外食事業者の取組み報告 『食』からつながるSDGs

(株)アレフ SDGs推進部 部長 高田 あかねさん

 ハンバーグレストラン「びっくりドンキー」は現在全国に直営132店舗、フランチャイズ213店舗あり、その他の直営店舗を合わせると358店舗あります。食品廃棄物に関する数字としては、店舗で発生する調理くずや食べ残し、フライヤーの油などが計1180トンで、食品廃棄物の総量1,914トン中の61.6%になります。
 食品廃棄物のなかで食品ロスにあたる割合は約7割、中でも店舗で最も発生する食品ロスは「ライス」なので、そこをターゲットに削減を検討して来ました。びっくりドンキーでは炊き立てのライスを提供していますが、保温時間で風味が変わるので、食味を大切にする観点からライスの廃棄は多くなりがちです。足りなくなった時にすぐに間に合わないのが炊飯の難しいところ、また来店客数の増減は天候やイベント開催にも左右され、コントロールできないことが多くあります。このような事情でライスの食品ロスが多くなる問題を改善するため、店舗では一度に炊く量を減らす少量炊飯器を導入しました。また食べきることが大前提なので、お客様が選べる「小盛りメニュー」を提供しています。ライスの他ハンバーグのサイズもSからLまで選べるようになっています。

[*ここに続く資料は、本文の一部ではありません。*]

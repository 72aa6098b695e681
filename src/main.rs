use catalog_store::{
    config::AppConfig,
    database,
    error::Result,
    models::{ApparelDetails, ElectronicsDetails, Product, ProductKind},
    queries::{category_queries, product_queries},
};
use tracing::Level;

#[tokio::main]
async fn main() {
    dotenv::dotenv().ok();

    tracing_subscriber::fmt()
        .with_max_level(Level::INFO)
        .with_target(false)
        .init();

    let config = match AppConfig::from_env() {
        Ok(cfg) => cfg,
        Err(e) => {
            tracing::error!("Failed to load configuration: {}", e);
            std::process::exit(1);
        }
    };

    if let Err(e) = run(&config).await {
        tracing::error!("Demo failed: {}", e);
        std::process::exit(1);
    }
}

async fn run(config: &AppConfig) -> Result<()> {
    let pool = database::create_pool(&config.database).await?;
    database::check_health(&pool).await?;

    let category = category_queries::create_category(
        &pool,
        "Summer collection",
        "Seasonal demo inventory",
    )
    .await?;

    let mut shirt = Product::apparel(
        "T-shirt",
        vec!["https://img.example.com/tshirt-front.jpg".to_string()],
        1000,
        "Plain cotton tee",
        10,
        category.id,
        ApparelDetails {
            size: "M".to_string(),
            color: "blue".to_string(),
            garment_type: "casual".to_string(),
            material_fee: 50,
        },
    );
    product_queries::create(&pool, &mut shirt).await?;
    tracing::info!("Created apparel product with id {}", shirt.id());

    let mut headphones = Product::electronics(
        "Headphones",
        vec!["https://img.example.com/headphones.jpg".to_string()],
        15000,
        "Over-ear, wired",
        4,
        category.id,
        ElectronicsDetails {
            brand: "AKG".to_string(),
            warranty_fee: 1200,
        },
    );
    product_queries::create(&pool, &mut headphones).await?;
    tracing::info!("Created electronics product with id {}", headphones.id());

    shirt.add_stock(5);
    shirt.set_price(1200);
    product_queries::update(&pool, &shirt).await?;
    tracing::info!("Restocked and repriced product {}", shirt.id());

    for product in product_queries::find_all(&pool).await? {
        let kind = match product.kind() {
            ProductKind::Apparel(details) => format!(
                "apparel {} {} ({})",
                details.color, details.garment_type, details.size
            ),
            ProductKind::Electronics(details) => format!("electronics by {}", details.brand),
        };
        println!(
            "#{} {}: {} minor units, {} in stock [{}]",
            product.id(),
            product.name(),
            product.price(),
            product.quantity(),
            kind
        );
    }

    Ok(())
}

 店舗では「もぐチャレ!!!」という取組みを「お子さま向け完食応援イベント」として行っています。スタンプ形式で受け取れる表彰状や、おまけのデザートのプレゼントもあります。食品ロス削減だけでなく、子どもたちの食べることへのモチベーションを上げる意味でも、食育につながる取組みと考えています。
 2019年度からはフードバンクとの連携をスタートしました。当初は食中毒の発生や転売の懸念などもありましたが、フードバンクと合意書を取り交わしパートナーシップを築くことで、良い関係性での食材提供ができています。
 食べ残しの持ち帰りについては2021年4月よりルールを全店舗で明確に設定しマニュアル化しました。ご希望のお客様に「持ち帰りルール」を案内し、理解・同意のうえで有料の指定容器を渡しご自身で詰めてもらいます。生ものや液体ものは持ち帰れません。持ち帰り容器の形状や原料資源にも配慮し、容器ごと電子レンジで温めることも可能です。
 削減に取り組んだ上でも出てしまう食品廃棄物についてはリサイクルとエネルギー利用しているほか、店舗の生ごみを堆肥として大根やお米作りに活用し循環する「リサイクルループ」も実現しています。これらの取組みの積み重ねによってアレフ直営店における食品循環資源の再生利用等実施率は2023年度 95.0 %を達成しました。  お客様が適量を選択でき、食べきることで食品ロスを出さないことが何よりの基本と考えます。また、食品ロスや食品廃棄物についての対策を講じることは生産者と顧客を繋ぐ外食産業の重要な使命と考えています。